Code Intelligence (CI) has introduced CI Spark, an LLM (Large Language Model) AI assistant for creating tests, with claimed productivity of 15 times that of manually created tests.
The world of unit tests has evolved since its early days, when developers wrote tests checking that input to their code routines generated the expected output. While such tests are still important, a more powerful means of discovering security issues is testing with unexpected and randomized input, rather than what the developers had in mind when writing the code. This technique, called fuzzing, has unearthed many security issues which would otherwise have gone undetected.
In August, Google posted about adding LLM-based AI to its OSS-Fuzz project for continuous fuzz testing of open source software. A fuzz introspector tool identifies under-tested areas of the code and creates prompts to the LLM requesting new fuzz targets. If the code generated by the LLM failed to compile, the tool generates a new prompt asking for a fix. “At first, the code generated from our prompts wouldn’t compile; however, after several rounds of prompt engineering and trying out the new fuzz targets, we saw projects gain between 1.5% and 31% code coverage,” the Google team reported.
CI is both a provider of enterprise testing tools and maintainer of an open source fuzzing tool for JVM (Java Virtual Machine) languages called Jazzer, which has been used by OSS-Fuzz since 2021. Given that collaboration, it is no surprise that CI is now introducing CI Spark which it says takes a similar approach but targeting enterprise software development. “The main purpose of this new OSS-Fuzz addition is to keep securing open-source, CI Spark will soon be rolled out for commercial projects as well,” said the company.
That said, it is early days for the tool and the roadmap includes support for different LLMs, a new evaluation framework to validate the quality of a test, static analysis to improve the identification of candidates for testing, and support for additional programming languages.
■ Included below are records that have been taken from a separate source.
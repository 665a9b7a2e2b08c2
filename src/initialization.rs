use nalgebra::{DMatrix, DVector, RowDVector};

use crate::error::{CarmaError, Result};
use crate::params::CarmaParams;
use crate::types::C64;

/// Stationary initialization of the CARMA state in the eigenbasis of the
/// transition matrix.
///
/// In this basis the state transition is diagonal: each coordinate decays as
/// `exp(root * dt)`. The basis is the Vandermonde matrix of the AR roots
/// (row `k` holds `root^k`), the input vector `e_p` becomes `J = EigenMat^-1 e_p`
/// (notation of Belcher et al. 1994), and the observation row becomes
/// `rotated_ma = ma_coefs * EigenMat`.
#[derive(Debug, Clone)]
pub(crate) struct StationaryInit {
    /// Initial state vector (zeros).
    pub(crate) initial_state: DVector<C64>,
    /// Stationary state covariance, Hermitian.
    pub(crate) state_var: DMatrix<C64>,
    /// MA coefficients expressed in the eigenbasis (1 x p).
    pub(crate) rotated_ma: RowDVector<C64>,
    /// Stationary variance of the observed process, Re(rotated_ma * state_var * rotated_ma^H).
    pub(crate) stationary_var: f64,
}

impl StationaryInit {
    pub(crate) fn new(params: &CarmaParams) -> Result<Self> {
        let roots = &params.ar_roots;
        let p = roots.len();
        if p == 0 {
            return Err(CarmaError::InvalidParameter(
                "at least one AR root is required".into(),
            ));
        }
        // q < p: the MA row must fit the state dimension
        if params.ma_coefs.is_empty() || params.ma_coefs.len() > p {
            return Err(CarmaError::DimensionMismatch {
                what: "ma_coefs",
                expected: p,
                got: params.ma_coefs.len(),
            });
        }

        let eigen_mat = DMatrix::<C64>::from_fn(p, p, |i, j| roots[j].powu(i as u32));

        let mut e_p = DVector::<C64>::zeros(p);
        e_p[p - 1] = C64::new(1.0, 0.0);

        let j_vec = eigen_mat
            .clone()
            .lu()
            .solve(&e_p)
            .filter(|j| j.iter().all(|c| c.re.is_finite() && c.im.is_finite()))
            .ok_or_else(|| {
                CarmaError::InvalidParameter(
                    "eigenbasis is singular: AR roots must be distinct".into(),
                )
            })?;

        let ma_row = DVector::<C64>::from_fn(p, |j, _| {
            params
                .ma_coefs
                .get(j)
                .map_or(C64::new(0.0, 0.0), |&c| C64::new(c, 0.0))
        })
        .transpose();
        let rotated_ma = &ma_row * &eigen_mat;

        // Upper triangle, mirrored: StateVar[j, i] = conj(StateVar[i, j])
        let mut state_var = DMatrix::<C64>::zeros(p, p);
        for i in 0..p {
            for j in i..p {
                let v = -j_vec[i] * j_vec[j].conj() / (roots[i] + roots[j].conj())
                    * params.sigsqr;
                state_var[(i, j)] = v;
                state_var[(j, i)] = v.conj();
            }
        }

        let stationary_var = quad_form(&rotated_ma, &state_var);

        Ok(Self {
            initial_state: DVector::zeros(p),
            state_var,
            rotated_ma,
            stationary_var,
        })
    }

    /// Observed-process mean for a state: Re(rotated_ma * state).
    pub(crate) fn observe_mean(&self, state: &DVector<C64>) -> f64 {
        (&self.rotated_ma * state)[0].re
    }

    /// Observed-process variance for a state covariance.
    pub(crate) fn observe_var(&self, cov: &DMatrix<C64>) -> f64 {
        quad_form(&self.rotated_ma, cov)
    }
}

/// Re(row * m * row^H)
fn quad_form(row: &RowDVector<C64>, m: &DMatrix<C64>) -> f64 {
    (row * m * row.adjoint())[(0, 0)].re
}
//! Rayon-based parallel evaluation of many parameter sets.
//!
//! Each entry of `params_list` is a flat parameter vector
//! `[sigsqr | lorentz(p) | ma(q)]` (see [`CarmaParams::from_flat`]). Every
//! set gets its own filter over a shared series, so results come back in input
//! order with one `Result` per set.

use rand::rngs::StdRng;
use rand::SeedableRng;
use rayon::prelude::*;

use crate::carma::CarmaFilter;
use crate::error::Result;
use crate::kalman::KalmanFilter;
use crate::params::CarmaParams;
use crate::series::TimeSeries;
use crate::types::{CarmaConfig, Prediction};

fn build_filter(series: &TimeSeries, config: &CarmaConfig, flat: &[f64]) -> Result<CarmaFilter> {
    let params = CarmaParams::from_flat(flat, &config.order)?;
    CarmaFilter::new(series.clone(), params, config)
}

/// Log-likelihood of `series` under each parameter set, in parallel.
pub fn batch_loglike(
    series: &TimeSeries,
    config: &CarmaConfig,
    params_list: &[Vec<f64>],
) -> Vec<Result<f64>> {
    params_list
        .par_iter()
        .map(|flat| -> Result<f64> { build_filter(series, config, flat)?.loglike() })
        .collect()
}

/// Predictions at `times` under each parameter set, in parallel.
pub fn batch_predict(
    series: &TimeSeries,
    config: &CarmaConfig,
    params_list: &[Vec<f64>],
    times: &[f64],
) -> Vec<Result<Vec<Prediction>>> {
    params_list
        .par_iter()
        .map(|flat| -> Result<Vec<Prediction>> {
            let filter = build_filter(series, config, flat)?;
            times.iter().map(|&t| filter.predict(t)).collect()
        })
        .collect()
}

/// One conditional simulation at `times` per parameter set, in parallel.
///
/// Set `i` draws from `StdRng::seed_from_u64(seed + i)`, so output does not
/// depend on thread scheduling.
pub fn batch_simulate(
    series: &TimeSeries,
    config: &CarmaConfig,
    params_list: &[Vec<f64>],
    times: &[f64],
    seed: u64,
) -> Vec<Result<Vec<f64>>> {
    params_list
        .par_iter()
        .enumerate()
        .map(|(i, flat)| -> Result<Vec<f64>> {
            let filter = build_filter(series, config, flat)?;
            let mut rng = StdRng::seed_from_u64(seed.wrapping_add(i as u64));
            filter.simulate(times, &mut rng)
        })
        .collect()
}
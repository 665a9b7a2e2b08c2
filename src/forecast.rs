use crate::error::{CarmaError, Result};
use crate::kalman::{FilterOutput, KalmanFilter};

/// Predictive distribution over a grid of query times.
#[derive(Debug, Clone)]
pub struct PredictionBand {
    /// Predictive means E[z(t) | series].
    pub mean: Vec<f64>,
    /// Predictive variances Var[z(t) | series].
    pub variance: Vec<f64>,
    /// Lower confidence interval bounds.
    pub ci_lower: Vec<f64>,
    /// Upper confidence interval bounds.
    pub ci_upper: Vec<f64>,
}

/// Residual diagnostics output.
#[derive(Debug, Clone)]
pub struct ResidualOutput {
    /// Raw innovations y_i - mean_i.
    pub residuals: Vec<f64>,
    /// Standardized residuals (y_i - mean_i) / sqrt(var_i).
    pub standardized_residuals: Vec<f64>,
}

/// Predict at every time in `times` and attach a symmetric normal
/// `(1 - alpha)` confidence interval.
///
/// Query times may lie anywhere: before, between or after the observations.
pub fn predict_band<F: KalmanFilter>(
    filter: &F,
    times: &[f64],
    alpha: f64,
) -> Result<PredictionBand> {
    if !(alpha > 0.0 && alpha < 1.0) {
        return Err(CarmaError::InvalidParameter(format!(
            "alpha must lie in (0, 1), got {}",
            alpha
        )));
    }

    // z-score for confidence interval
    let z_alpha = z_score(1.0 - alpha / 2.0);

    let m = times.len();
    let mut mean = Vec::with_capacity(m);
    let mut variance = Vec::with_capacity(m);
    let mut ci_lower = Vec::with_capacity(m);
    let mut ci_upper = Vec::with_capacity(m);

    for &t in times {
        let pred = filter.predict(t)?;
        let se = pred.std_dev();
        mean.push(pred.mean);
        variance.push(pred.variance);
        ci_lower.push(pred.mean - z_alpha * se);
        ci_upper.push(pred.mean + z_alpha * se);
    }

    Ok(PredictionBand {
        mean,
        variance,
        ci_lower,
        ci_upper,
    })
}

/// Compute residuals and standardized residuals from a filter pass.
pub fn compute_residuals(filter_output: &FilterOutput) -> ResidualOutput {
    let standardized = filter_output
        .innovations
        .iter()
        .zip(filter_output.variance.iter())
        .map(|(&v, &f)| if f > 0.0 { v / f.sqrt() } else { 0.0 })
        .collect();

    ResidualOutput {
        residuals: filter_output.innovations.clone(),
        standardized_residuals: standardized,
    }
}

/// Approximate inverse normal CDF using rational approximation (Abramowitz & Stegun 26.2.23).
fn z_score(p: f64) -> f64 {
    if p <= 0.0 {
        return f64::NEG_INFINITY;
    }
    if p >= 1.0 {
        return f64::INFINITY;
    }
    if (p - 0.5).abs() < 1e-15 {
        return 0.0;
    }

    let (sign, q) = if p < 0.5 { (-1.0, p) } else { (1.0, 1.0 - p) };
    let t = (-2.0 * q.ln()).sqrt();

    let c0 = 2.515517;
    let c1 = 0.802853;
    let c2 = 0.010328;
    let d1 = 1.432788;
    let d2 = 0.189269;
    let d3 = 0.001308;

    let x = t - (c0 + c1 * t + c2 * t * t) / (1.0 + d1 * t + d2 * t * t + d3 * t * t * t);

    sign * x
}
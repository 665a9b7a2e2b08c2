use nalgebra::{DMatrix, DVector, RowDVector};
use rand::Rng;
use tracing::debug;

use crate::error::{CarmaError, Result};
use crate::initialization::StationaryInit;
use crate::kalman::{check_variance, KalmanFilter};
use crate::params::CarmaParams;
use crate::series::TimeSeries;
use crate::types::{CarmaConfig, Prediction, C64};

pub(crate) fn real(x: f64) -> C64 {
    C64::new(x, 0.0)
}

/// Immutable part of the CARMA(p, q) filter: AR roots plus the stationary
/// eigenbasis quantities computed once from the parameters.
#[derive(Debug, Clone)]
pub(crate) struct CarmaModel {
    pub(crate) params: CarmaParams,
    pub(crate) init: StationaryInit,
    pub(crate) min_variance: f64,
}

impl CarmaModel {
    pub(crate) fn new(params: CarmaParams, config: &CarmaConfig) -> Result<Self> {
        params.validate(config)?;
        let init = StationaryInit::new(&params)?;
        Ok(Self {
            params,
            init,
            min_variance: config.min_variance,
        })
    }

    /// Elementwise decay factors exp(root * dt).
    pub(crate) fn decay(&self, dt: f64) -> DVector<C64> {
        self.params.ar_roots.map(|r| (r * dt).exp())
    }
}

/// Mutable recursion state of the CARMA(p, q) filter.
///
/// `mean[i]`/`var[i]` are the one-step-ahead predictive moments of
/// observation `i`; the state vector and `prediction_var` live in the
/// eigenbasis and are the predicted state at `time[current_index - 1]`.
#[derive(Debug, Clone)]
pub(crate) struct CarmaState {
    pub(crate) mean: Vec<f64>,
    pub(crate) var: Vec<f64>,
    pub(crate) innovation: f64,
    pub(crate) current_index: usize,
    pub(crate) state_vector: DVector<C64>,
    pub(crate) prediction_var: DMatrix<C64>,
    pub(crate) kalman_gain: DVector<C64>,
    pub(crate) rho: DVector<C64>,
}

impl CarmaState {
    pub(crate) fn new(model: &CarmaModel, series: &TimeSeries) -> Result<Self> {
        let n = series.len();
        let p = model.params.ar_roots.len();
        let mut state = Self {
            mean: vec![0.0; n],
            var: vec![0.0; n],
            innovation: 0.0,
            current_index: 0,
            state_vector: DVector::zeros(p),
            prediction_var: DMatrix::zeros(p, p),
            kalman_gain: DVector::zeros(p),
            rho: DVector::from_element(p, real(1.0)),
        };
        state.reset(model, series)?;
        Ok(state)
    }

    pub(crate) fn reset(&mut self, model: &CarmaModel, series: &TimeSeries) -> Result<()> {
        self.mean.fill(0.0);
        self.var.fill(0.0);
        self.state_vector.copy_from(&model.init.initial_state);
        self.prediction_var.copy_from(&model.init.state_var);
        self.kalman_gain.fill(real(0.0));
        self.rho.fill(real(1.0));

        let var0 = model.init.stationary_var + series.yvar(0);
        check_variance(0, var0, model.min_variance)?;
        self.var[0] = var0;
        self.innovation = series.y()[0];
        self.current_index = 1;
        Ok(())
    }

    /// Kalman gain for an observation with predictive variance `var`:
    /// K = PredictionVar * rotated_ma^H / var.
    pub(crate) fn gain(&self, model: &CarmaModel, var: f64) -> DVector<C64> {
        &self.prediction_var * model.init.rotated_ma.adjoint() * real(1.0 / var)
    }

    /// PredictionVar -= var * K K^H
    pub(crate) fn shrink(&mut self, gain: &DVector<C64>, var: f64) {
        self.prediction_var -= gain * gain.adjoint() * real(var);
    }

    /// Condition the predicted state on observation `index`, whose innovation
    /// is the current `innovation`.
    pub(crate) fn absorb(&mut self, model: &CarmaModel, index: usize) {
        let var = self.var[index];
        let gain = self.gain(model, var);
        self.state_vector += &gain * real(self.innovation);
        self.shrink(&gain, var);
        self.kalman_gain = gain;
    }

    /// PredictionVar := (rho rho^H) ⊙ (PredictionVar - StateVar) + StateVar
    pub(crate) fn propagate_cov(&mut self, model: &CarmaModel) {
        let state_var = &model.init.state_var;
        let decay = &self.rho * self.rho.adjoint();
        self.prediction_var = decay.component_mul(&(&self.prediction_var - state_var)) + state_var;
    }

    /// Carry the state and its covariance forward by `dt`.
    pub(crate) fn propagate(&mut self, model: &CarmaModel, dt: f64) {
        self.rho = model.decay(dt);
        self.state_vector.component_mul_assign(&self.rho);
        self.propagate_cov(model);
    }

    pub(crate) fn update(&mut self, model: &CarmaModel, series: &TimeSeries) -> Result<()> {
        let i = self.current_index;
        let n = series.len();
        if i >= n {
            return Err(CarmaError::SeriesExhausted { n });
        }

        self.absorb(model, i - 1);
        self.propagate(model, series.dt(i - 1));

        let mean = model.init.observe_mean(&self.state_vector);
        let var = model.init.observe_var(&self.prediction_var) + series.yvar(i);
        check_variance(i, var, model.min_variance)?;

        self.mean[i] = mean;
        self.var[i] = var;
        self.innovation = series.y()[i] - mean;
        self.current_index += 1;
        Ok(())
    }
}

/// Kalman filter for a CARMA(p, q) process.
#[derive(Debug, Clone)]
pub struct CarmaFilter {
    series: TimeSeries,
    pub(crate) model: CarmaModel,
    state: CarmaState,
}

impl CarmaFilter {
    pub fn new(series: TimeSeries, params: CarmaParams, config: &CarmaConfig) -> Result<Self> {
        let model = CarmaModel::new(params, config)?;
        let state = CarmaState::new(&model, &series)?;
        debug!(
            p = config.order.p,
            q = config.order.q,
            n = series.len(),
            stationary_var = model.init.stationary_var,
            "constructed CARMA filter"
        );
        Ok(Self {
            series,
            model,
            state,
        })
    }

    /// Filter for AR roots derived from Lorentzian PSD parameters.
    pub fn from_psd(
        series: TimeSeries,
        sigsqr: f64,
        lorentz_params: &[f64],
        ma_coefs: Vec<f64>,
        config: &CarmaConfig,
    ) -> Result<Self> {
        Self::new(
            series,
            CarmaParams::from_psd(sigsqr, lorentz_params, ma_coefs),
            config,
        )
    }

    pub fn params(&self) -> &CarmaParams {
        &self.model.params
    }

    pub fn ar_roots(&self) -> &DVector<C64> {
        &self.model.params.ar_roots
    }

    pub fn rotated_ma_coefs(&self) -> &RowDVector<C64> {
        &self.model.init.rotated_ma
    }

    pub fn stationary_covariance(&self) -> &DMatrix<C64> {
        &self.model.init.state_var
    }

    /// Stationary variance of the observed process (no measurement error).
    pub fn stationary_variance(&self) -> f64 {
        self.model.init.stationary_var
    }

    pub fn prediction_covariance(&self) -> &DMatrix<C64> {
        &self.state.prediction_var
    }

    pub fn state_vector(&self) -> &DVector<C64> {
        &self.state.state_vector
    }

    pub fn kalman_gain(&self) -> &DVector<C64> {
        &self.state.kalman_gain
    }

    pub fn decay_factors(&self) -> &DVector<C64> {
        &self.state.rho
    }

    pub fn innovation(&self) -> f64 {
        self.state.innovation
    }
}

impl KalmanFilter for CarmaFilter {
    fn series(&self) -> &TimeSeries {
        &self.series
    }

    fn reset(&mut self) -> Result<()> {
        self.state.reset(&self.model, &self.series)
    }

    fn update(&mut self) -> Result<()> {
        self.state.update(&self.model, &self.series)
    }

    fn current_index(&self) -> usize {
        self.state.current_index
    }

    fn mean(&self) -> &[f64] {
        &self.state.mean
    }

    fn variance(&self) -> &[f64] {
        &self.state.var
    }

    fn predict(&self, time: f64) -> Result<Prediction> {
        self.model.predict(&self.series, time)
    }

    fn simulate<R: Rng + ?Sized>(&self, times: &[f64], rng: &mut R) -> Result<Vec<f64>> {
        self.model.simulate(&self.series, times, rng)
    }
}
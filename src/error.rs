use thiserror::Error;

#[derive(Error, Debug)]
pub enum CarmaError {
    #[error("invalid parameter: {0}")]
    InvalidParameter(String),

    #[error("observation times must be strictly increasing: time[{index}] = {current} does not follow {previous}")]
    UnsortedTimes {
        index: usize,
        previous: f64,
        current: f64,
    },

    #[error("dimension mismatch for {what}: expected {expected}, got {got}")]
    DimensionMismatch {
        what: &'static str,
        expected: usize,
        got: usize,
    },

    #[error("numerical instability: predictive variance {variance} at index {index} is not positive")]
    NumericalInstability { index: usize, variance: f64 },

    #[error("filter has already consumed all {n} observations")]
    SeriesExhausted { n: usize },

    #[error("data error: {0}")]
    DataError(String),
}

pub type Result<T> = std::result::Result<T, CarmaError>;
//! Conditional simulation of the process at arbitrary times.

use rand::Rng;
use rand_distr::{Distribution, StandardNormal};
use tracing::debug;

use crate::car1::Car1Model;
use crate::carma::CarmaModel;
use crate::error::Result;
use crate::kalman::check_query_time;
use crate::series::TimeSeries;

/// One draw from N(mean, sd^2).
pub(crate) fn draw_normal<R: Rng + ?Sized>(rng: &mut R, mean: f64, sd: f64) -> f64 {
    let z: f64 = StandardNormal.sample(rng);
    mean + sd * z
}

fn check_times(times: &[f64]) -> Result<()> {
    times.iter().try_for_each(|&t| check_query_time(t))
}

impl Car1Model {
    /// Independent draws from the marginal predictive distribution at each
    /// time, in query order.
    pub(crate) fn simulate<R: Rng + ?Sized>(
        &self,
        series: &TimeSeries,
        times: &[f64],
        rng: &mut R,
    ) -> Result<Vec<f64>> {
        check_times(times)?;
        debug!(m = times.len(), "simulating CAR(1) process");
        times
            .iter()
            .map(|&t| {
                let pred = self.predict(series, t)?;
                Ok(draw_normal(rng, pred.mean, pred.std_dev()))
            })
            .collect()
    }
}

impl CarmaModel {
    /// Sequential joint draw: visit the query times in increasing order, draw
    /// from the predictive distribution given the data and every earlier draw,
    /// then condition on the drawn value as an exact observation.
    pub(crate) fn simulate<R: Rng + ?Sized>(
        &self,
        series: &TimeSeries,
        times: &[f64],
        rng: &mut R,
    ) -> Result<Vec<f64>> {
        check_times(times)?;
        debug!(m = times.len(), n = series.len(), "simulating CARMA process");

        let mut order: Vec<usize> = (0..times.len()).collect();
        order.sort_by(|&a, &b| times[a].total_cmp(&times[b]));

        let mut working = series.clone();
        let mut values = vec![0.0; times.len()];
        for &k in &order {
            let t = times[k];
            let pred = self.predict(&working, t)?;
            let value = draw_normal(rng, pred.mean, pred.std_dev());
            values[k] = value;

            if !working.is_pinned(working.bracket(t), t) {
                working.insert(t, value, 0.0);
            }
        }
        Ok(values)
    }
}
The commercial pressure to deliver features can mean that testing – whether unit testing or fuzz testing – can be neglected, resulting in software that is less resilient, less secure, and harder to maintain. Applying AI to this problem is an obvious solution. GitHub’s Copilot coding assistant has support for unit test generation and, earlier this year, Tabnine introduced AI-powered unit testing. Applying AI to fuzz testing has been talked about for years – such as in this Microsoft Research post from 2017 – but it now looks set to become mainstream.